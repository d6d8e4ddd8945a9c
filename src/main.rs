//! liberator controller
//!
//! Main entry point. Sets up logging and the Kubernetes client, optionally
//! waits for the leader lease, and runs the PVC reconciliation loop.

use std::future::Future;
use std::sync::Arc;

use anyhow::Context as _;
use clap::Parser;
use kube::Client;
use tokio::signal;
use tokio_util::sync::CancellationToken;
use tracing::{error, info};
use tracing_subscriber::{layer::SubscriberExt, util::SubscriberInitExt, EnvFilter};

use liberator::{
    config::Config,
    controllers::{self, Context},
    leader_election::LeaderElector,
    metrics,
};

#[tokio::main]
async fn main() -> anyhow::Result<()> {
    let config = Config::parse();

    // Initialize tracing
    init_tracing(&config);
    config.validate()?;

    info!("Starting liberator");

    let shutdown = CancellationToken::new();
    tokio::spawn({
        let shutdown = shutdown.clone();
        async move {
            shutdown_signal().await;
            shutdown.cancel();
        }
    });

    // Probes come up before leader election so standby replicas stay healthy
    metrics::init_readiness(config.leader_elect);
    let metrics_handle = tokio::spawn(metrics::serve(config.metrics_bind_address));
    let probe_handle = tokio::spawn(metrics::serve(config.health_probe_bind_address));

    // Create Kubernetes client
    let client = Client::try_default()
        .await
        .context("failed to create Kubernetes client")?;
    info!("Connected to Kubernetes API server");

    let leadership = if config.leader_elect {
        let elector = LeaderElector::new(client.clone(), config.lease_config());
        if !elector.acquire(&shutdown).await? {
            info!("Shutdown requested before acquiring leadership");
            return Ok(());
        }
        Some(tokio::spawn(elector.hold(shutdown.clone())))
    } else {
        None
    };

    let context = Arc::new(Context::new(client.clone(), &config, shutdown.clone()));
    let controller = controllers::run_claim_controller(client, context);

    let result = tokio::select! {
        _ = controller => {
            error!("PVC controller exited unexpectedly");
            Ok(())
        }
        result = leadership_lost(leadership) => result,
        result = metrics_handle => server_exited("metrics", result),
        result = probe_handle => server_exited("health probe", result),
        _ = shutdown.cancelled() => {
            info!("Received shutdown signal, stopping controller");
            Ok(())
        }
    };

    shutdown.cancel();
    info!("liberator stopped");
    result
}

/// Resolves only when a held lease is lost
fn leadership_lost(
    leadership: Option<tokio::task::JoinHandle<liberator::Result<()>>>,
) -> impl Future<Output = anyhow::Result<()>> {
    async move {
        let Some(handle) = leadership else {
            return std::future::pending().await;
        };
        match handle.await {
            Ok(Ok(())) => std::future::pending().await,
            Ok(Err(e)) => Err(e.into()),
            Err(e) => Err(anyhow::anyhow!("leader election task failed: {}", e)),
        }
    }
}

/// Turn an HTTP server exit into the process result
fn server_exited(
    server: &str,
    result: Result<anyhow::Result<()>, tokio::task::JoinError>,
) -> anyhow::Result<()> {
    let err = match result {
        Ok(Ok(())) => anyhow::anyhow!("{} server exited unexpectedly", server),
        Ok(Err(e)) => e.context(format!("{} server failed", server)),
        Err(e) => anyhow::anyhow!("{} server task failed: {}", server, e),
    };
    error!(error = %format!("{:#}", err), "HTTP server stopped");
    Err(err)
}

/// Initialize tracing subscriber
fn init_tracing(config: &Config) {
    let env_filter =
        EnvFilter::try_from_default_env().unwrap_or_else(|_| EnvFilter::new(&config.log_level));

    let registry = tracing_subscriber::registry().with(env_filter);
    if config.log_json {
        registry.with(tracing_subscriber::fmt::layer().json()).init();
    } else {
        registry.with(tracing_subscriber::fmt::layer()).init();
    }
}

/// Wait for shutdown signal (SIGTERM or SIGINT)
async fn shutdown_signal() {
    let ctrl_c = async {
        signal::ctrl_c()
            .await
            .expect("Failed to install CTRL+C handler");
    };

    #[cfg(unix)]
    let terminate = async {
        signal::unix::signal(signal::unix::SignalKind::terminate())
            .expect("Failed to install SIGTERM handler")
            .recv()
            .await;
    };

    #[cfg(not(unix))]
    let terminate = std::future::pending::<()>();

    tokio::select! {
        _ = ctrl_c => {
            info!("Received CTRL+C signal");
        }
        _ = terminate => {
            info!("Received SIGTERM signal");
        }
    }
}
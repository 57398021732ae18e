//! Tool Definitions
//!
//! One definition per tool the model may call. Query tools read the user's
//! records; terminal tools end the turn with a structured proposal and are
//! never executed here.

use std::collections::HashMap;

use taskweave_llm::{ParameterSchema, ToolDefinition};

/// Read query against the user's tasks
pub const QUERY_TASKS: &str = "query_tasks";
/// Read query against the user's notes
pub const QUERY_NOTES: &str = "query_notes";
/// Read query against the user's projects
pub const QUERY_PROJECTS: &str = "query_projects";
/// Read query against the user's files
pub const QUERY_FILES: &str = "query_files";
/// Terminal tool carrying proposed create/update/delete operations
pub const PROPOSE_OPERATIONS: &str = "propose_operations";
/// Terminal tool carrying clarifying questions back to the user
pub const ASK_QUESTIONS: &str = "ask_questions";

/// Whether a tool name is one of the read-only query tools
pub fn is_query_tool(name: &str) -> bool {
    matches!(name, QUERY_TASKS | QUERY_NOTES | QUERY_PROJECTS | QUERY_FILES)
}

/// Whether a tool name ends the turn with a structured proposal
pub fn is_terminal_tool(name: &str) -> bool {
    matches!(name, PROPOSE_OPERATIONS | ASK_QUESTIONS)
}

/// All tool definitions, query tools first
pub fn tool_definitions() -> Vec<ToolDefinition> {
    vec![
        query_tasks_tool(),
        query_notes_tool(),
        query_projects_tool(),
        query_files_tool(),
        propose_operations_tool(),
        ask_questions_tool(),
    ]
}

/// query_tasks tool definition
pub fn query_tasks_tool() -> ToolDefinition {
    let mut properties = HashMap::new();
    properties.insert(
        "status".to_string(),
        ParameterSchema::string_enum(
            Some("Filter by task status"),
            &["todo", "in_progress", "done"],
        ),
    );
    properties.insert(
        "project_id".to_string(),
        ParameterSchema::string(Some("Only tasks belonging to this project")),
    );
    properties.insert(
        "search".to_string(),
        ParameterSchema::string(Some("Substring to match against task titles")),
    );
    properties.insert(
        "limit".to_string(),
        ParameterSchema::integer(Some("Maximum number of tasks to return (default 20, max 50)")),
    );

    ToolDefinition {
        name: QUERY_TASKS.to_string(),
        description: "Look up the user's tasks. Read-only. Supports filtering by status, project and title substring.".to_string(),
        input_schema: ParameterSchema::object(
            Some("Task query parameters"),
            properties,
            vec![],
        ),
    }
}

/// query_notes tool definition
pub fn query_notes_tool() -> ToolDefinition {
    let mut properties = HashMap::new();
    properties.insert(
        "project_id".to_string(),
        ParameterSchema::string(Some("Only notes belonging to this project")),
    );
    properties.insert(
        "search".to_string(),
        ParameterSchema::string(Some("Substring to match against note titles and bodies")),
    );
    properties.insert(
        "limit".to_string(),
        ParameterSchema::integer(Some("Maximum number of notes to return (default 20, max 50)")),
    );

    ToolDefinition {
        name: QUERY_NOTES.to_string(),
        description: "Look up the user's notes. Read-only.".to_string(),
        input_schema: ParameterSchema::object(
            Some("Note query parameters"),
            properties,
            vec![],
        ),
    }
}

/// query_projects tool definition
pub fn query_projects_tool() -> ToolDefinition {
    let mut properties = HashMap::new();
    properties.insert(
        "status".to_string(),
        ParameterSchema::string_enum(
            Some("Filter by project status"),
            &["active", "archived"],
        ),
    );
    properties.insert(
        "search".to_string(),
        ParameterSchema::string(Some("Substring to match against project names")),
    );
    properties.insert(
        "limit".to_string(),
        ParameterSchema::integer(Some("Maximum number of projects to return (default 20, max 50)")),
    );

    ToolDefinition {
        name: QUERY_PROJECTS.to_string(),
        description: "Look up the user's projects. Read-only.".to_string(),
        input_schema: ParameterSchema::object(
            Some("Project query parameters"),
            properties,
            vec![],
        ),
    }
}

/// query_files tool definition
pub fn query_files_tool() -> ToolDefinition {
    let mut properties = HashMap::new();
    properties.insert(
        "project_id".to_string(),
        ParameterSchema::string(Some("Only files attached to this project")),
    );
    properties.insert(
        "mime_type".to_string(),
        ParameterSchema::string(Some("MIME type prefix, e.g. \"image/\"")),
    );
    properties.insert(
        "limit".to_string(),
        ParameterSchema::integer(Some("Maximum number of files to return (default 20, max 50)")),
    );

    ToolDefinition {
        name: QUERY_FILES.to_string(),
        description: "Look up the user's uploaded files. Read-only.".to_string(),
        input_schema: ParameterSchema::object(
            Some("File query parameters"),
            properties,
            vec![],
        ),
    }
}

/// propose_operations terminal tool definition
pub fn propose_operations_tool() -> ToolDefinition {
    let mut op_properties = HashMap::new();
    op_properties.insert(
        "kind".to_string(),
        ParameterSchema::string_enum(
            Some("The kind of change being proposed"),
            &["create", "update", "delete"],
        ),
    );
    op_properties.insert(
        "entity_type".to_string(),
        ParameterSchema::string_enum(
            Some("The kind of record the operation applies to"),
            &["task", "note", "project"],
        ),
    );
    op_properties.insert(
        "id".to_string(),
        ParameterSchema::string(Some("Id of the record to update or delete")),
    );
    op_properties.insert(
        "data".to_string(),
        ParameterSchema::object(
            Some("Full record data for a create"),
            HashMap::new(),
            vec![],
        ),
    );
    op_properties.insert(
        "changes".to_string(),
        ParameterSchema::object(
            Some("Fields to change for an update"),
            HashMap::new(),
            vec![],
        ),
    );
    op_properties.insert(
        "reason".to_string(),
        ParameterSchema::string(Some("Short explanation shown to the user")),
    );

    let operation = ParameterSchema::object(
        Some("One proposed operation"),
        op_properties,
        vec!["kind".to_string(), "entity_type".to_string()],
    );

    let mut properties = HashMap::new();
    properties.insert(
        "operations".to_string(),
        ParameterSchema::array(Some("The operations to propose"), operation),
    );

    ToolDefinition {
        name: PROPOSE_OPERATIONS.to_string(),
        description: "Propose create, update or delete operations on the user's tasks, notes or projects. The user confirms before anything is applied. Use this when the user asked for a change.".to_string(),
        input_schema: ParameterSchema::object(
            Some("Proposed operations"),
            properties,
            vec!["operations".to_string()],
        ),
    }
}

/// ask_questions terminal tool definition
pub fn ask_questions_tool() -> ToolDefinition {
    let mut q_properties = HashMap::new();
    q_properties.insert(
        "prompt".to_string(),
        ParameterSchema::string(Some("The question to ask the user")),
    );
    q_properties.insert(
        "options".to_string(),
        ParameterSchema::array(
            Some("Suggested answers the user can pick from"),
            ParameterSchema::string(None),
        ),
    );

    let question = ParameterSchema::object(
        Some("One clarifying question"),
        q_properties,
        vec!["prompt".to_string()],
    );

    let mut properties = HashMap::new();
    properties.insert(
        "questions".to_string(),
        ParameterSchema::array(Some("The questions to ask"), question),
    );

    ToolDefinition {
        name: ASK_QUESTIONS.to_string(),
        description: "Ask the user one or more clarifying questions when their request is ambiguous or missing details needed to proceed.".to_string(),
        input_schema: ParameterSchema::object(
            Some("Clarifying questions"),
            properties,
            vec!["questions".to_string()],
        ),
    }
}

## PROBLEM STATEMENT
Each line holding "Initialize" in the records should be copied out.

## TASK OUTPUT
    // Initialize tracing
/// Initialize tracing subscriber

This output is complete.